== EXERCISE PROMPT ==
Copy exactly the lines of the data below that run from the line holding "pub fn history(&self)" through the line holding "most quillgate applications.", both ends included.

Data entries
====================

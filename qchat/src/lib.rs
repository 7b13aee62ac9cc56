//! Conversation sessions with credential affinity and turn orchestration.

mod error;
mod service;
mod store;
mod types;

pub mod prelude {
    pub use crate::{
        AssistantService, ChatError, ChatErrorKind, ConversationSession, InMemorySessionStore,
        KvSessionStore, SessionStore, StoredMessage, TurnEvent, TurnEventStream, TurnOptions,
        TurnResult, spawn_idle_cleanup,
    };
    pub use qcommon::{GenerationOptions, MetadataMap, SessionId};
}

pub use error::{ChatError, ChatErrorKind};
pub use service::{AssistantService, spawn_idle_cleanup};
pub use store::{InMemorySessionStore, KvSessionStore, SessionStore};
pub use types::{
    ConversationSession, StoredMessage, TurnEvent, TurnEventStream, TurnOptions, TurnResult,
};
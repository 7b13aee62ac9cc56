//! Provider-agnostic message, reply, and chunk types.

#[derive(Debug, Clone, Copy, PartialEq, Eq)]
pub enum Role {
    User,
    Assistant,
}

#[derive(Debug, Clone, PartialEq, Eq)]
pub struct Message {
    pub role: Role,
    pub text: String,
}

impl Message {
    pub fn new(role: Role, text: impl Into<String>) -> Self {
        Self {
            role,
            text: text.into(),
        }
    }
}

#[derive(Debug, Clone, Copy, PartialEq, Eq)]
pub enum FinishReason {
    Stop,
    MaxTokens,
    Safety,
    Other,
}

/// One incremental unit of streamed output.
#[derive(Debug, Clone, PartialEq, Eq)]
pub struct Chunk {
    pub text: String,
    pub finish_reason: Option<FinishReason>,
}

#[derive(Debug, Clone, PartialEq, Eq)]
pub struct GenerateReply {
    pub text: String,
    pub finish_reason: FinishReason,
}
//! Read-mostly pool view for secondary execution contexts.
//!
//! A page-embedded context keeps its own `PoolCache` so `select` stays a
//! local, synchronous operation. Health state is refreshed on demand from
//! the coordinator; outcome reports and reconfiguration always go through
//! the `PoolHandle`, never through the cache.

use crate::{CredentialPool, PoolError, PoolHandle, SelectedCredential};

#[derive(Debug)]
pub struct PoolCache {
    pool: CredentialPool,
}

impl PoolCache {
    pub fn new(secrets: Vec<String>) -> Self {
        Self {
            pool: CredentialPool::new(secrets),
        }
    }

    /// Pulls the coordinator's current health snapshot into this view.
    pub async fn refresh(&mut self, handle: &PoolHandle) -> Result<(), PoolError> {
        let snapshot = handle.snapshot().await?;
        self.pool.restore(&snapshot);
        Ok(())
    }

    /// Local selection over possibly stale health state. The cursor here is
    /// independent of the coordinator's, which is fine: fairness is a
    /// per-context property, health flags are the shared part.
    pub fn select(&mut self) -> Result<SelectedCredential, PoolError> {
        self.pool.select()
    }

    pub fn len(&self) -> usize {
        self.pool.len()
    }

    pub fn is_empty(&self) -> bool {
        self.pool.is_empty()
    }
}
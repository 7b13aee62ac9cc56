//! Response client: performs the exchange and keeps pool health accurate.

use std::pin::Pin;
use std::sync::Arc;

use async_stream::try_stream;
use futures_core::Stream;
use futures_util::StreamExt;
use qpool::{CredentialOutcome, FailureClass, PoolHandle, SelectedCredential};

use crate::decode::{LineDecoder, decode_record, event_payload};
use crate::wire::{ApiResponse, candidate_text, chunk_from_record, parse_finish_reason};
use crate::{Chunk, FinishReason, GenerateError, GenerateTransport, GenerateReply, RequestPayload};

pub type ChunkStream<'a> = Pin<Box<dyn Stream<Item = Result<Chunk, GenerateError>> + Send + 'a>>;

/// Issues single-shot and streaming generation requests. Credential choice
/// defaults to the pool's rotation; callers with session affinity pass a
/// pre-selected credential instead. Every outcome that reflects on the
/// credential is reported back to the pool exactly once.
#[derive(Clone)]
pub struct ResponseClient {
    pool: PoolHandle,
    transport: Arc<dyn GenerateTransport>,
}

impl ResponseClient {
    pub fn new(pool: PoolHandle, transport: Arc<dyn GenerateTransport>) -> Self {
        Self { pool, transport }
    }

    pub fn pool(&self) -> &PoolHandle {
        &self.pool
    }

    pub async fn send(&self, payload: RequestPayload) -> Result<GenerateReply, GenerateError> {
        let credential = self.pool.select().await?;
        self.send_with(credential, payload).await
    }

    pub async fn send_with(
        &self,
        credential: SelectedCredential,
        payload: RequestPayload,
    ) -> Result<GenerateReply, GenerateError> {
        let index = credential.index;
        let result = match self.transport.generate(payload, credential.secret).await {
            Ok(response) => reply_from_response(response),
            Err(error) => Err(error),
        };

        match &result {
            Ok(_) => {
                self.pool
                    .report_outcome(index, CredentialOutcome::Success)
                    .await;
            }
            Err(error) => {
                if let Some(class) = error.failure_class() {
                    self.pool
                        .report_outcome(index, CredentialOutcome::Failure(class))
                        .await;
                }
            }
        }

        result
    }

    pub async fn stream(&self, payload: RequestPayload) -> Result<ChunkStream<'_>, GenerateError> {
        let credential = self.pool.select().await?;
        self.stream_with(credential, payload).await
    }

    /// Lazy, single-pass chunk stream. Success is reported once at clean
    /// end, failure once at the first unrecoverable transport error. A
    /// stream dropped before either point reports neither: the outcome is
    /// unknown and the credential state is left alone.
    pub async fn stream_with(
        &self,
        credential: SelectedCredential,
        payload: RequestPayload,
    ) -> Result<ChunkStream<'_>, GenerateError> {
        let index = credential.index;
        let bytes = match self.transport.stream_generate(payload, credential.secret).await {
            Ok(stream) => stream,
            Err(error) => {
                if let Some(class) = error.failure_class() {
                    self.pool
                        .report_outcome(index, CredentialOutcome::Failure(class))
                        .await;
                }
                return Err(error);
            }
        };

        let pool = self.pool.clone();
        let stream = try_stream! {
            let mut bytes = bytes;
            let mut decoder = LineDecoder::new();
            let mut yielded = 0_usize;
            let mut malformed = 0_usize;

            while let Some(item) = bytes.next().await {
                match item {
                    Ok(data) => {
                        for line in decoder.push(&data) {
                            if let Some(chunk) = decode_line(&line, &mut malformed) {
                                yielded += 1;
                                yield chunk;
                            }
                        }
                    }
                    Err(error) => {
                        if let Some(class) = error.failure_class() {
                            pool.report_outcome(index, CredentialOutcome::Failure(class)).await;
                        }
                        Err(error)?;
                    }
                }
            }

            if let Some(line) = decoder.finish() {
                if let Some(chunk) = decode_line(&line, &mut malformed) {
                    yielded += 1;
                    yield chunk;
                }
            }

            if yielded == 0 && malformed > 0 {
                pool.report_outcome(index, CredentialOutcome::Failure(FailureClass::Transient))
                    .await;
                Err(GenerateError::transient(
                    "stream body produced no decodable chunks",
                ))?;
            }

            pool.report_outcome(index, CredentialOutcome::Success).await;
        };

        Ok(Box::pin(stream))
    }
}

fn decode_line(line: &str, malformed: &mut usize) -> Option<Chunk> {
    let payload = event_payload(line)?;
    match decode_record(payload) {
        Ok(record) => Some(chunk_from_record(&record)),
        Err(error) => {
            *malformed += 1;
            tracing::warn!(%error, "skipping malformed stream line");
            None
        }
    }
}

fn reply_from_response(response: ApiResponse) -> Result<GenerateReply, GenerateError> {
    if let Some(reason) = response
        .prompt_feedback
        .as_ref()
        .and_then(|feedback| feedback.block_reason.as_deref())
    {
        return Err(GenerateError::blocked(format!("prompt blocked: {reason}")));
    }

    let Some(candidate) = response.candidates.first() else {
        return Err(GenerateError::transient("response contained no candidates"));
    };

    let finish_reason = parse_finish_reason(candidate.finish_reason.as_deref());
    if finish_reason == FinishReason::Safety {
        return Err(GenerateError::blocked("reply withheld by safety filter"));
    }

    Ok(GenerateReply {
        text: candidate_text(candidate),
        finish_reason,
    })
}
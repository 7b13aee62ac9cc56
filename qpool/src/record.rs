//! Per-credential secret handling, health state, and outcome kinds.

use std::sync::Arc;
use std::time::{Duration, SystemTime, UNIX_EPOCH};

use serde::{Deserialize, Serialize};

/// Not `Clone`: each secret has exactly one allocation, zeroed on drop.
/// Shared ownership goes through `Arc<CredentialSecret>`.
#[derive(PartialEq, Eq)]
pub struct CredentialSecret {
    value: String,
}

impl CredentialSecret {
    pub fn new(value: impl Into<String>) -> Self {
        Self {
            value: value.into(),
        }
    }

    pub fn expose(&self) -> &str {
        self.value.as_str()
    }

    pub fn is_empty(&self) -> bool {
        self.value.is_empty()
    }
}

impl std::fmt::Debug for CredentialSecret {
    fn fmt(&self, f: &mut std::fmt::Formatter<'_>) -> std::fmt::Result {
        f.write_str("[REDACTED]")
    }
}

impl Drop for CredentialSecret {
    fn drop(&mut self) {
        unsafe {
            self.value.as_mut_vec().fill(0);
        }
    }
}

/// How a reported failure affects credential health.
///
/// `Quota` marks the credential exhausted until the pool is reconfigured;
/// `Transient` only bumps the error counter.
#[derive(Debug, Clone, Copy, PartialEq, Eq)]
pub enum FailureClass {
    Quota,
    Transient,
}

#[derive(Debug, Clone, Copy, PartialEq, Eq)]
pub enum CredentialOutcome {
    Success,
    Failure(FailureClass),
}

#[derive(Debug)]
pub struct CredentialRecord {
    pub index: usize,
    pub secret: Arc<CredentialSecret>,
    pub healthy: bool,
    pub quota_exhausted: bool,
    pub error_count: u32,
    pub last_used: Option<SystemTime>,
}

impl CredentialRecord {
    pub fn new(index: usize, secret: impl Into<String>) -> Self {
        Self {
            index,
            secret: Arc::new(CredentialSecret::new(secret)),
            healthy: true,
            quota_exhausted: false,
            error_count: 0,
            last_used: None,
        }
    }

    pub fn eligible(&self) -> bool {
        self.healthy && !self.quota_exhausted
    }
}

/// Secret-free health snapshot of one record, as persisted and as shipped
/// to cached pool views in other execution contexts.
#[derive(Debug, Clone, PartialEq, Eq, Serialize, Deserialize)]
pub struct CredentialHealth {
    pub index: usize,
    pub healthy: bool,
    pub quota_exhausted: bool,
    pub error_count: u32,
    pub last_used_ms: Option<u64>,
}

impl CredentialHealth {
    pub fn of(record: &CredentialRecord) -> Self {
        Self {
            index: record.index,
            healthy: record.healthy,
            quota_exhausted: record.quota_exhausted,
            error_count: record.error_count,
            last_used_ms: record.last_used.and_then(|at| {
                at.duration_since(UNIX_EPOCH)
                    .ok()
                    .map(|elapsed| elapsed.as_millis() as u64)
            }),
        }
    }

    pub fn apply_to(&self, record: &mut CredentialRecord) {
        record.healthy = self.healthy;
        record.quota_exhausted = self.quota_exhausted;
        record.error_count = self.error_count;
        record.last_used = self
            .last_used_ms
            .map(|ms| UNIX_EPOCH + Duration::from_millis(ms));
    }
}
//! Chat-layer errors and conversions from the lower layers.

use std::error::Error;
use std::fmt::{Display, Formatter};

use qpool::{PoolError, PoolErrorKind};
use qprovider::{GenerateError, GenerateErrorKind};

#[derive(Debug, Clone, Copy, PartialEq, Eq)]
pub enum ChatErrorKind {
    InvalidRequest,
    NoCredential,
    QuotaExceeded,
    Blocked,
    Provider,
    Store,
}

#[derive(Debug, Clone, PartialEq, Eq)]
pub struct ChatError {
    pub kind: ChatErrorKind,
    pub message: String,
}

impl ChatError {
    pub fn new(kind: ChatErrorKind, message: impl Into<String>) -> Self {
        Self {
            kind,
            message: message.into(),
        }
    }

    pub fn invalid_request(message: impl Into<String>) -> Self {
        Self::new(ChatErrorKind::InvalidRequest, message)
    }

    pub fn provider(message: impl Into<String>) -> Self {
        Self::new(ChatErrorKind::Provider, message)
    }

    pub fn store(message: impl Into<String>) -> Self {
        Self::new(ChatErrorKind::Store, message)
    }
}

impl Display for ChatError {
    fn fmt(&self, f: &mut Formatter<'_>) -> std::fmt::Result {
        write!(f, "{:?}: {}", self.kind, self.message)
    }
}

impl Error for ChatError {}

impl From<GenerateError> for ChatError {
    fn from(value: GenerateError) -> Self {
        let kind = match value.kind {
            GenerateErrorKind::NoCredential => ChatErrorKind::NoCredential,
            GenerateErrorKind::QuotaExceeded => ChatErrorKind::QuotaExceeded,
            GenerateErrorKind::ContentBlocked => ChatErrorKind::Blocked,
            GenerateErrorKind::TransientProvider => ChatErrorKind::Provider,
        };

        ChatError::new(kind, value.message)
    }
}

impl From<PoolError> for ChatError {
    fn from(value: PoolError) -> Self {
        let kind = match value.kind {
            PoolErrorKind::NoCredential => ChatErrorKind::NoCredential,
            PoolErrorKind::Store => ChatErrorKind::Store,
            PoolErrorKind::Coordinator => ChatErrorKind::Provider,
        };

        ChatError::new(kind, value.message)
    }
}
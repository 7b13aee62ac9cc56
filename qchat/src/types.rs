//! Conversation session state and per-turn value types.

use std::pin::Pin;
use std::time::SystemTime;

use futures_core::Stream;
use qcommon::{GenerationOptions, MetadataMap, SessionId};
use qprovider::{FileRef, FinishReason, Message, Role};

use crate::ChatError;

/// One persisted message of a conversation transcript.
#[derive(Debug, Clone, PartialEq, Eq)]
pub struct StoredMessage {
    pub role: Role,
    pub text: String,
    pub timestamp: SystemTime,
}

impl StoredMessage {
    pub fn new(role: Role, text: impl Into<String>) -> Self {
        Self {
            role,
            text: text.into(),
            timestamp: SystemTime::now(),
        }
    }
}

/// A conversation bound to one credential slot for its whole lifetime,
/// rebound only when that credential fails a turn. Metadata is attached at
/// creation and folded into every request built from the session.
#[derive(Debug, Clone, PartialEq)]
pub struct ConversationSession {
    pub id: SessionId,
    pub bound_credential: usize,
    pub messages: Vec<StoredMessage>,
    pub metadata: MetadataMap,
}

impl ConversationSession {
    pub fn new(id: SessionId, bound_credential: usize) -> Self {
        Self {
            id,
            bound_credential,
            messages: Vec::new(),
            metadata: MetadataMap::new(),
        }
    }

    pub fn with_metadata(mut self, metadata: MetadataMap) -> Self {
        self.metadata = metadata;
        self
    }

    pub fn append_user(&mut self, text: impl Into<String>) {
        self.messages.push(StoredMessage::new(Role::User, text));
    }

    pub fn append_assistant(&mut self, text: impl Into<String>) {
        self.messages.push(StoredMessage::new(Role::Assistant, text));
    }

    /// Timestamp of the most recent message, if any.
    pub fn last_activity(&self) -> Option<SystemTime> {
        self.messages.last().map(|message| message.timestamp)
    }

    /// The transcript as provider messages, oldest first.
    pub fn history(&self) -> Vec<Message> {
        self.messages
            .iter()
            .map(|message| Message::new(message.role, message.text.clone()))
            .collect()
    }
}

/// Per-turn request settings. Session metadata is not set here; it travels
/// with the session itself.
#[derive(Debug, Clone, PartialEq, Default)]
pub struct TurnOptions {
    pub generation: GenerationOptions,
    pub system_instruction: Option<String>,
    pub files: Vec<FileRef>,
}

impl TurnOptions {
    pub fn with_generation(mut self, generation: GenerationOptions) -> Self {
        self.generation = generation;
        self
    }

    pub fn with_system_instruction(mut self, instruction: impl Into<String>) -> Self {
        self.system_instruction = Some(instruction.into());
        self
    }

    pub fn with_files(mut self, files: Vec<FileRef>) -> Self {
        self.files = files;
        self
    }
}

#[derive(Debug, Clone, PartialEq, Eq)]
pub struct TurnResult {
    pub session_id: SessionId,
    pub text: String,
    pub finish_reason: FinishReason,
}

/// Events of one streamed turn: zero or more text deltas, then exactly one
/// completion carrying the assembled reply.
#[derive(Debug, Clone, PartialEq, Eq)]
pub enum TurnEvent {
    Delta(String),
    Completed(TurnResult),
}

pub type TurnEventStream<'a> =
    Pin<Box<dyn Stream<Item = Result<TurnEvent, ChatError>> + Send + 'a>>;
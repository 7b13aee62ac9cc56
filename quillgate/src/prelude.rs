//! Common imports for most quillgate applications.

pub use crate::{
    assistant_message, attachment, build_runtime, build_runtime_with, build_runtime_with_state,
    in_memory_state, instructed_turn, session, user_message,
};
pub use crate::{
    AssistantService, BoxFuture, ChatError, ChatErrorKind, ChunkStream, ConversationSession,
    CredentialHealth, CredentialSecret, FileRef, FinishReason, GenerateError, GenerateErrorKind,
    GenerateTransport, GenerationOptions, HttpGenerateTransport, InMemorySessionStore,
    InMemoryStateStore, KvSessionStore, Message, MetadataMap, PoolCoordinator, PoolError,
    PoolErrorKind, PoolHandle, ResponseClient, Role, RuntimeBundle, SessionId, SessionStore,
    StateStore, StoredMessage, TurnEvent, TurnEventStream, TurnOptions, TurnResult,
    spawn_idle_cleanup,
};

====================

== YOUR RESPONSE ==
    pub fn history(&self) -> Vec<Message> {
        self.messages
            .iter()
            .map(|message| Message::new(message.role, message.text.clone()))
            .collect()
    }
}

/// Per-turn request settings. Session metadata is not set here; it travels
/// with the session itself.
#[derive(Debug, Clone, PartialEq, Default)]
pub struct TurnOptions {
    pub generation: GenerationOptions,
    pub system_instruction: Option<String>,
    pub files: Vec<FileRef>,
}

impl TurnOptions {
    pub fn with_generation(mut self, generation: GenerationOptions) -> Self {
        self.generation = generation;
        self
    }

    pub fn with_system_instruction(mut self, instruction: impl Into<String>) -> Self {
        self.system_instruction = Some(instruction.into());
        self
    }

    pub fn with_files(mut self, files: Vec<FileRef>) -> Self {
        self.files = files;
        self
    }
}

#[derive(Debug, Clone, PartialEq, Eq)]
pub struct TurnResult {
    pub session_id: SessionId,
    pub text: String,
    pub finish_reason: FinishReason,
}

/// Events of one streamed turn: zero or more text deltas, then exactly one
/// completion carrying the assembled reply.
#[derive(Debug, Clone, PartialEq, Eq)]
pub enum TurnEvent {
    Delta(String),
    Completed(TurnResult),
}

pub type TurnEventStream<'a> =
    Pin<Box<dyn Stream<Item = Result<TurnEvent, ChatError>> + Send + 'a>>;
repository 7b13aee62ac9cc56
filename quillgate/src/prelude.rs
//! Common imports for most quillgate applications.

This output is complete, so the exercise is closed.